Large Firms Typically Use a Variety of Structures to Manage Their Organisations

In this essay I will analyse four types of organisation structure regarding large firms as examples in order to highlight the main advantages and disadvantages that this structures have among the firms. I will also show which structure is best suited for each firm while analysing the main characteristics of each of the corporations. The idea of an organisational structure involves all the ways in which an organisation splits into different tasks its labour and finally achieves coordination among them. (Mintzberg, 1979, cited in Boddy, 2005, p. 07) Whereas the structure in an organisation is very important, so is the size. Within larger organisations there is a ‘greater need for a carefully designed and purposeful form of organisation’ (Mullins, 2008, p. 385). According to Child (2005, p. 6), ‘a basic structure distributes responsibilities among the members of a company. Its purpose is to contribute to the successful implementation of objectives by allocating people and resources to necessary tasks and designing responsibility and authority for their control and coordination’. The organisation’s structure is strongly related to its culture, as Watson (2006, p. 52-262) argues, ‘many of the processes and practices we observe in an organisation could as readily be said to be part of the structure of the organisation as part of its culture’ (cited in Mullins, 2008, p. 385). Denison (1990) defines organisational culture as ‘The underlying values, beliefs, and principles that serve as a foundation for an organization’s management system as well as the set of management practices and behaviours that both exemplify and reinforce those basic principles’ (cited in Martin, 2002). Within an organisation there are several structures, each of which has its strengths and weaknesses.

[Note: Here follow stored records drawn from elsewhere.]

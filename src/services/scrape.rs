use std::time::Duration;
use tracing::{error, info, warn};

use crate::clients::AmazonClient;
use crate::config::MarketplaceConfig;
use crate::db::Store;
use crate::entities::StoreTable;
use crate::error::ScrapeError;
use crate::models::Product;
use crate::parser::parse_results;

/// Drives fetch → parse across N pages, aggregates the records and hands
/// them to the store.
pub struct ScrapeService {
    store: Store,
    client: AmazonClient,
    max_pages: u32,
    page_delay_min_ms: u64,
    page_delay_max_ms: u64,
}

impl ScrapeService {
    #[must_use]
    pub fn new(store: Store, client: AmazonClient, config: &MarketplaceConfig) -> Self {
        Self {
            store,
            client,
            max_pages: config.max_pages,
            page_delay_min_ms: config.page_delay_min_ms,
            page_delay_max_ms: config.page_delay_max_ms,
        }
    }

    /// Scrapes up to `max_pages` result pages sequentially.
    ///
    /// Page 1 failures are fatal. Failures on later pages are logged and
    /// the page is skipped, so one bad page never throws away the rest of
    /// the run. Pages are never fetched in parallel: the inter-page delay
    /// is the rate-limit courtesy and the fatal/non-fatal split only stays
    /// simple with a fixed order.
    pub async fn scrape(&self, query: &str, max_pages: u32) -> Result<Vec<Product>, ScrapeError> {
        let pages = max_pages.clamp(1, self.max_pages);
        info!("Starting scrape for query '{query}' ({pages} page(s))");

        let base = self.client.base_url();
        let mut products: Vec<Product> = Vec::new();

        for page in 1..=pages {
            if page > 1 {
                self.pause_between_pages().await;
            }

            let html = match self.client.fetch_page(query, page).await {
                Ok(html) => html,
                Err(e) if page == 1 => return Err(e),
                Err(e) => {
                    warn!("Skipping page {page} for query '{query}': {e}");
                    continue;
                }
            };

            match parse_results(&html, base) {
                Ok(page_products) => {
                    info!(
                        "Page {page} yielded {} product(s) for query '{query}'",
                        page_products.len()
                    );
                    products.extend(page_products);
                }
                Err(e) if page == 1 => return Err(e),
                Err(e) => {
                    warn!("Skipping unparseable page {page} for query '{query}': {e}");
                }
            }
        }

        // A persistence failure must not cost the caller the freshly
        // scraped data, so it is logged and swallowed here.
        if let Err(e) = self.persist(query, &products).await {
            error!("Failed to save search results for query '{query}': {e}");
        }

        info!(
            "Finished scrape for query '{query}': {} product(s)",
            products.len()
        );
        Ok(products)
    }

    /// Clears the live scratch table, then writes the batch to both the
    /// permanent and live tables. Each write is one transaction per table;
    /// the pair is not atomic across tables.
    async fn persist(&self, query: &str, products: &[Product]) -> anyhow::Result<()> {
        self.store.clear(StoreTable::LiveScratch).await?;
        self.store
            .insert_products(StoreTable::Permanent, query, products)
            .await?;
        self.store
            .insert_products(StoreTable::LiveScratch, query, products)
            .await?;
        Ok(())
    }

    async fn pause_between_pages(&self) {
        let span = self.page_delay_max_ms.saturating_sub(self.page_delay_min_ms);
        let jitter = if span == 0 {
            0
        } else {
            rand::random_range(0..=span)
        };
        tokio::time::sleep(Duration::from_millis(self.page_delay_min_ms + jitter)).await;
    }
}
use sea_orm_migration::prelude::*;

mod m20250715_initial;

pub struct Migrator;

#[async_trait::async_trait]
impl MigratorTrait for Migrator {
    fn migrations() -> Vec<Box<dyn MigrationTrait>> {
        vec![Box::new(m20250715_initial::Migration)]
    }
}
pub mod query;
pub mod scrape;

pub use query::QueryService;
pub use scrape::ScrapeService;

A functional structure (see diagram below) is represented by the managers and subordinates that have ‘closely related skills and responsibilities’ and that work in the same department. (Johnson & Saks, 1946, p. 485) So the ones that work very good in sales and advertising are designated to the marketing department and also the ones that have abilities for mathematics, accounting and credit are designated to the finance department. (Johnson & Saks, 1946, p. 485 ) An advantage of the functional structure is the effective means of organising the smaller epartments of large firms, for example, Revlon Inc. , which is organized around the functions of operations, finance, human resources, and product research and development. One of the strengths of this organisation is also the control of each of the functional group that it has over its department, standardizing in this way the projects that they have. A disadvantage of this structure that affects the company is the reduced coordination of interdepartmental tasks and also the approval of limited views in functional groups, the ‘alienation and demotivation’ (Bratton, 2007, p. 02). Functional Structure: Source: Public Procurement Best Practice Guide (2010, 15 March) ‘Project Management-Organizational Structure’ updated 1 January 2008 from http://www. publicprocurementguides. treasury. gov. cy/OHS-EN/ HTML/ index. html? 7_2_3_organizational_structure. htm Another structure that is used by large firms is the organic structure which is summarised by Burns and Stalker (1961) as being suitable for the ‘non-routine tasks and technologies’.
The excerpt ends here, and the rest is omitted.